Genesis 15:12 - Commentary Critical and Explanatory on the Whole Bible

Bible Comments

And when the sun was going down, a deep sleep fell upon Abram; and, lo, an horror of great darkness fell upon him.

A deep sleep, х tardeemaah (H8639)] - a preternatural sleep, produced by God (see the note at Genesis 11:21).

An horror of great darkness. [The Septuagint has fobos skoteinos megas, a great and awful darkness.] The Scripture represents prophetic visions and dreams as distinct things (Numbers 12:6); for, 'between prophetic visions and dreams generally, there appears to exist this radical distinction, that the former, though sometimes physiologically originating in a particular condition of the body, did not exclude the healthy exercise of the mental faculties, and were granted in the waking state; whereas the latter necessarily took place in a state of somnolency, and were connected with brainular affections.

In visions, mind was raised entirely above the influence of material impressions and former reminiscences, and had all its energies concentrated in the intense contemplation of the supernatural objects directly presented to its view; in dreams there was a resuscitation of former ideas, more or less influenced by the condition of the cerebral organ. In the dream which Abram had, the subject was one which had occupied his thoughts during the day-the posterity which God had promised him. Still, while visions and dreams were distinct, there was a close connection between them, so close that, as Henderson ('On Inspiration') has remarked, 'the one species of revelation occasionally merges into the other.' Such was the case in the experience of Abram.

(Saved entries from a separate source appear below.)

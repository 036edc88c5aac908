// ==========================================
// 辅导排课系统 - SQLite 连接初始化与内嵌 Schema
// ==========================================
// 目标:
// - 统一所有 Connection::open 的 PRAGMA 行为（外键必须开启，
//   否则审计日志 actor 引用完整性失效）
// - 统一 busy_timeout，减少并发写入时的偶发 busy 错误
// ==========================================

use rusqlite::Connection;
use std::time::Duration;

/// 默认 busy_timeout（毫秒）
pub const DEFAULT_BUSY_TIMEOUT_MS: u64 = 5_000;

/// 内嵌 schema
///
/// 说明:
/// - assignment 以 slot_id 为主键 → 每个时段最多一条指派（排他由 schema 保证）
/// - audit_log.actor 外键引用 app_user → 未知操作人会在审计写入时失败,
///   由事务整体回滚
/// - settings 用 CHECK(settings_id = 1) 固定为单行
pub const SCHEMA_SQL: &str = r#"
CREATE TABLE IF NOT EXISTS teacher (
    teacher_id      TEXT PRIMARY KEY,
    name            TEXT NOT NULL,
    cap_week_slots  INTEGER NOT NULL CHECK (cap_week_slots > 0),
    cap_students    INTEGER NOT NULL CHECK (cap_students > 0),
    allow_pair      INTEGER NOT NULL DEFAULT 0,
    active          INTEGER NOT NULL DEFAULT 1
);

CREATE TABLE IF NOT EXISTS teacher_skill (
    teacher_id  TEXT NOT NULL REFERENCES teacher(teacher_id),
    subject     TEXT NOT NULL,
    grade_min   INTEGER NOT NULL,
    grade_max   INTEGER NOT NULL,
    UNIQUE (teacher_id, subject)
);

CREATE TABLE IF NOT EXISTS student (
    student_id     TEXT PRIMARY KEY,
    name           TEXT NOT NULL,
    grade          INTEGER NOT NULL CHECK (grade BETWEEN 1 AND 12),
    requires_solo  INTEGER NOT NULL DEFAULT 0,
    active         INTEGER NOT NULL DEFAULT 1
);

CREATE TABLE IF NOT EXISTS student_subject (
    student_id  TEXT NOT NULL REFERENCES student(student_id),
    subject     TEXT NOT NULL,
    UNIQUE (student_id, subject)
);

CREATE TABLE IF NOT EXISTS student_ng_teacher (
    student_id  TEXT NOT NULL REFERENCES student(student_id),
    teacher_id  TEXT NOT NULL REFERENCES teacher(teacher_id),
    UNIQUE (student_id, teacher_id)
);

CREATE TABLE IF NOT EXISTS slot (
    slot_id  TEXT PRIMARY KEY
);

CREATE TABLE IF NOT EXISTS slot_seat (
    slot_id     TEXT NOT NULL REFERENCES slot(slot_id),
    student_id  TEXT NOT NULL REFERENCES student(student_id),
    subject     TEXT NOT NULL,
    grade       INTEGER NOT NULL,
    UNIQUE (slot_id, student_id)
);

CREATE TABLE IF NOT EXISTS assignment (
    slot_id      TEXT PRIMARY KEY REFERENCES slot(slot_id),
    teacher_id   TEXT NOT NULL REFERENCES teacher(teacher_id),
    assigned_by  TEXT NOT NULL,
    assigned_at  TEXT NOT NULL
);

CREATE TABLE IF NOT EXISTS availability (
    teacher_id  TEXT NOT NULL REFERENCES teacher(teacher_id),
    slot_id     TEXT NOT NULL REFERENCES slot(slot_id),
    available   INTEGER NOT NULL DEFAULT 0,
    PRIMARY KEY (teacher_id, slot_id)
);

CREATE TABLE IF NOT EXISTS settings (
    settings_id                 INTEGER PRIMARY KEY CHECK (settings_id = 1),
    load_weight                 REAL NOT NULL CHECK (load_weight >= 0),
    continuity_weight           REAL NOT NULL CHECK (continuity_weight >= 0),
    grade_diff_weight           REAL NOT NULL CHECK (grade_diff_weight >= 0),
    pair_same_subject_required  INTEGER NOT NULL DEFAULT 1,
    pair_max_grade_gap          INTEGER NOT NULL DEFAULT 2
);

CREATE TABLE IF NOT EXISTS app_user (
    user_id  TEXT PRIMARY KEY,
    name     TEXT NOT NULL
);

CREATE TABLE IF NOT EXISTS audit_log (
    audit_id      TEXT PRIMARY KEY,
    action_type   TEXT NOT NULL,
    actor         TEXT NOT NULL REFERENCES app_user(user_id),
    action_ts     TEXT NOT NULL,
    payload_json  TEXT NOT NULL
);
"#;

/// 配置 SQLite 连接的统一 PRAGMA
///
/// 说明:
/// - foreign_keys 需要“每个连接”单独开启
/// - busy_timeout 需要“每个连接”单独配置
pub fn configure_sqlite_connection(conn: &Connection) -> rusqlite::Result<()> {
    conn.execute_batch("PRAGMA foreign_keys = ON;")?;
    conn.busy_timeout(Duration::from_millis(DEFAULT_BUSY_TIMEOUT_MS))?;
    Ok(())
}

/// 打开 SQLite 连接并应用统一配置
pub fn open_sqlite_connection(db_path: &str) -> rusqlite::Result<Connection> {
    let conn = Connection::open(db_path)?;
    configure_sqlite_connection(&conn)?;
    Ok(conn)
}

/// 应用内嵌 schema（幂等, 全部 IF NOT EXISTS）
pub fn init_schema(conn: &Connection) -> rusqlite::Result<()> {
    conn.execute_batch(SCHEMA_SQL)
}

/// 打开连接 + 建表, 一步到位（测试与种子工具用）
pub fn open_and_init(db_path: &str) -> rusqlite::Result<Connection> {
    let conn = open_sqlite_connection(db_path)?;
    init_schema(&conn)?;
    Ok(conn)
}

The divine communications first took place in the daytime in a vision, but afterward, at sunset, they continued to be made when 'a deep sleep and a horror of great darkness fell upon him.' 'The statement of the time is meant to signify the supernatural character of the darkness and of the sleep, and to denote the difference between a vision and a dream' (Gerlach). That Abram saw in prophetic ecstasy the servitude of his children in Egypt, represented in a panoramic view before his mental eye, is maintained by Hengstenberg, who thinks that this scenic picture accompanied the prediction made to him, and recorded in the following verses-a prediction remarkable for its specific character, and which bears upon its front the marks of having been uttered before the event to which it refers took place.

Genesis 15:12

12 And when the sun was going down, a deep sleep fell upon Abram; and, lo, an horror of great darkness fell upon him.